I tell my kids they are a great mixture of two types of ancestry.
On my side of the family, we have traced back to First Fleet royalty. A pair of convicts called NATHANIEL LUCAS and OLIVIA GASCOIGNE, who were the first to marry on Norfolk Island.
On my husband Jon's side of the family, we have Commander WILLIAM MORIARTY who is his great great grandfather. William Moriarty was Port Officer at Hobart Town, Van Diemen's Land.
According to the Australian Dictionary of Biography, ( http://adb.anu.edu.au/biography/moriarty-william-2481) Jon's great great grandfather was a coroner, grazier, magistrate and public servant. A high ranking official in charge of convict life.
It could only happen in Australia where people with such polar opposite ancestries would get married and have kids. I love Australia for that.
William Moriarty was an Irishman like Jon, well liked by one and all, including all the convicts. He settled in Hobart in 1829 after a long and illustrious career in the Royal Navy. William's daughter Ellen Moriarty was born in Hobart in 1846, and she is Jon's paternal great grandmother.
When William died in 1850, there was a huge emotional procession around Hobart Town to his burial place, and the Hobart Town Advertiser described everything in detail, including a map of the position of his pall bearers. A military band from the 99th Regiment played funeral music and Ellen's brother broke down under the weight of the grief surrounding him and could not continue.

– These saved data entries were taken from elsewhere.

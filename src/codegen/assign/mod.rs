//! Coercion of a value on the operand stack from one type to another.
//!
//! Assigners form a chain: each handles the conversions it knows and hands the
//! rest to the next link. None of them fails; a conversion that cannot be
//! performed comes back as an invalid manipulation, which callers turn into
//! [`EmitError::IncompatibleTypes`] with [`checked_assign`].

pub mod primitive;
pub mod reference;
pub mod void;

pub use primitive::{PrimitiveTypeAwareAssigner, PrimitiveWidening};
pub use reference::ReferenceTypeAwareAssigner;
pub use void::VoidAwareAssigner;

use std::fmt;

use super::error::{EmitError, EmitResult};
use super::stack::StackManipulation;
use crate::description::TypeDescription;

pub trait Assigner: fmt::Debug {
    /// Conversion of a `source` value on the stack into a `target` value.
    ///
    /// `dynamically_typed` permits reference narrowing through a runtime cast.
    fn assign(&self, source: &TypeDescription, target: &TypeDescription, dynamically_typed: bool) -> Box<dyn StackManipulation>;
}

impl<A: Assigner + ?Sized> Assigner for Box<A> {
    fn assign(&self, source: &TypeDescription, target: &TypeDescription, dynamically_typed: bool) -> Box<dyn StackManipulation> {
        (**self).assign(source, target, dynamically_typed)
    }
}

/// The full chain: void handling, then primitives, then references
pub fn default_assigner(void_default_value: bool) -> VoidAwareAssigner {
    VoidAwareAssigner::new(
        Box::new(PrimitiveTypeAwareAssigner::new(Box::new(ReferenceTypeAwareAssigner))),
        void_default_value,
    )
}

/// Assign and reject conversions that cannot be performed
pub fn checked_assign(
    assigner: &dyn Assigner,
    source: &TypeDescription,
    target: &TypeDescription,
    dynamically_typed: bool,
) -> EmitResult<Box<dyn StackManipulation>> {
    let assignment = assigner.assign(source, target, dynamically_typed);
    if assignment.is_valid() {
        Ok(assignment)
    } else {
        Err(EmitError::IncompatibleTypes {
            from: source.source_name(),
            to: target.source_name(),
        })
    }
}
//! Composable stack manipulations and their operand stack accounting.
//!
//! A [`StackManipulation`] emits a sequence of instructions into a
//! [`MethodSink`] and reports the resulting [`Size`]: the net change of the
//! operand stack height and the highest height reached while executing the
//! sequence, relative to the height before it. Sizes of consecutive
//! manipulations compose with [`Size::aggregate`], which is what allows a method
//! body to compute its `max_stack` without a data flow analysis.

use std::fmt;
use std::ops::Add;

use super::defs::ClassFileVersion;
use super::sink::MethodSink;

/// Net and peak operand stack impact of an instruction sequence
#[derive(Debug, Clone, Copy, PartialEq, Eq, Hash, Default)]
pub struct Size {
    impact: i32,
    maximal: i32,
}

impl Size {
    pub const ZERO: Size = Size { impact: 0, maximal: 0 };

    pub fn new(impact: i32, maximal: i32) -> Self {
        debug_assert!(maximal >= impact.max(0), "peak {} below net impact {}", maximal, impact);
        Self { impact, maximal }
    }

    /// Net change of the stack height
    pub fn size_impact(&self) -> i32 {
        self.impact
    }

    /// Highest stack height reached, relative to the height before the sequence
    pub fn maximal_size(&self) -> i32 {
        self.maximal
    }

    /// Size of executing `self` followed by `next`
    pub fn aggregate(self, next: Size) -> Size {
        Size {
            impact: self.impact + next.impact,
            maximal: self.maximal.max(self.impact + next.maximal),
        }
    }
}

impl Add for Size {
    type Output = Size;

    fn add(self, rhs: Size) -> Size {
        self.aggregate(rhs)
    }
}

impl fmt::Display for Size {
    fn fmt(&self, f: &mut fmt::Formatter<'_>) -> fmt::Result {
        write!(f, "Size(impact={}, max={})", self.impact, self.maximal)
    }
}

/// State shared by all manipulations emitted for one generated type
#[derive(Debug, Clone, Default)]
pub struct Context {
    class_file_version: ClassFileVersion,
}

impl Context {
    pub fn new(class_file_version: ClassFileVersion) -> Self {
        Self { class_file_version }
    }

    pub fn class_file_version(&self) -> ClassFileVersion {
        self.class_file_version
    }
}

/// A unit of bytecode emission.
///
/// Callers must check [`is_valid`](StackManipulation::is_valid) before calling
/// [`apply`](StackManipulation::apply); applying an invalid manipulation is a
/// programming error. Applying emits instructions, so a manipulation is applied
/// at most once per emitted method body.
pub trait StackManipulation: fmt::Debug {
    fn is_valid(&self) -> bool;

    fn apply(&self, sink: &mut dyn MethodSink, context: &Context) -> Size;

    fn boxed(self) -> Box<dyn StackManipulation>
    where
        Self: Sized + 'static,
    {
        Box::new(self)
    }
}

impl<T: StackManipulation + ?Sized> StackManipulation for Box<T> {
    fn is_valid(&self) -> bool {
        (**self).is_valid()
    }

    fn apply(&self, sink: &mut dyn MethodSink, context: &Context) -> Size {
        (**self).apply(sink, context)
    }
}

impl<T: StackManipulation + ?Sized> StackManipulation for &T {
    fn is_valid(&self) -> bool {
        (**self).is_valid()
    }

    fn apply(&self, sink: &mut dyn MethodSink, context: &Context) -> Size {
        (**self).apply(sink, context)
    }
}

/// An absent manipulation is illegal
impl<T: StackManipulation> StackManipulation for Option<T> {
    fn is_valid(&self) -> bool {
        self.as_ref().map_or(false, |m| m.is_valid())
    }

    fn apply(&self, sink: &mut dyn MethodSink, context: &Context) -> Size {
        match self {
            Some(manipulation) => manipulation.apply(sink, context),
            None => Illegal.apply(sink, context),
        }
    }
}

/// A manipulation that cannot be performed
#[derive(Debug, Clone, Copy, PartialEq, Eq, Default)]
pub struct Illegal;

impl StackManipulation for Illegal {
    fn is_valid(&self) -> bool {
        false
    }

    fn apply(&self, _sink: &mut dyn MethodSink, _context: &Context) -> Size {
        panic!("An illegal stack manipulation must not be applied");
    }
}

/// A manipulation that emits nothing
#[derive(Debug, Clone, Copy, PartialEq, Eq, Default)]
pub struct Trivial;

impl StackManipulation for Trivial {
    fn is_valid(&self) -> bool {
        true
    }

    fn apply(&self, _sink: &mut dyn MethodSink, _context: &Context) -> Size {
        Size::ZERO
    }
}

/// An ordered sequence of manipulations applied one after another
#[derive(Debug, Default)]
pub struct Compound {
    manipulations: Vec<Box<dyn StackManipulation>>,
}

impl Compound {
    pub fn new(manipulations: Vec<Box<dyn StackManipulation>>) -> Self {
        Self { manipulations }
    }

    pub fn of<I>(manipulations: I) -> Self
    where
        I: IntoIterator<Item = Box<dyn StackManipulation>>,
    {
        Self { manipulations: manipulations.into_iter().collect() }
    }

    pub fn push(&mut self, manipulation: Box<dyn StackManipulation>) {
        self.manipulations.push(manipulation);
    }

    pub fn len(&self) -> usize {
        self.manipulations.len()
    }

    pub fn is_empty(&self) -> bool {
        self.manipulations.is_empty()
    }
}

impl StackManipulation for Compound {
    fn is_valid(&self) -> bool {
        self.manipulations.iter().all(|m| m.is_valid())
    }

    fn apply(&self, sink: &mut dyn MethodSink, context: &Context) -> Size {
        self.manipulations
            .iter()
            .fold(Size::ZERO, |size, m| size.aggregate(m.apply(sink, context)))
    }
}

There is a marble monument to William Moriarty erected in St. George's Church at Battery Point. Part of the inscription includes "..in the discharge of his public duties he obtained the marked approbation of the Government, whilst by the frank and manly generosity of his character he secured the cordial esteem of all ranks of society."
William has passed those qualities down to my husband and kids, that is for sure.
Citation details
Jill T. Hansen, 'Moriarty, William (1792–1850)', Australian Dictionary of Biography, National Centre of Biography, Australian National University, http://adb.anu.edu.au/biography/moriarty-william-2481/text3335, published first in hardcopy 1967, accessed online 9 April 2015.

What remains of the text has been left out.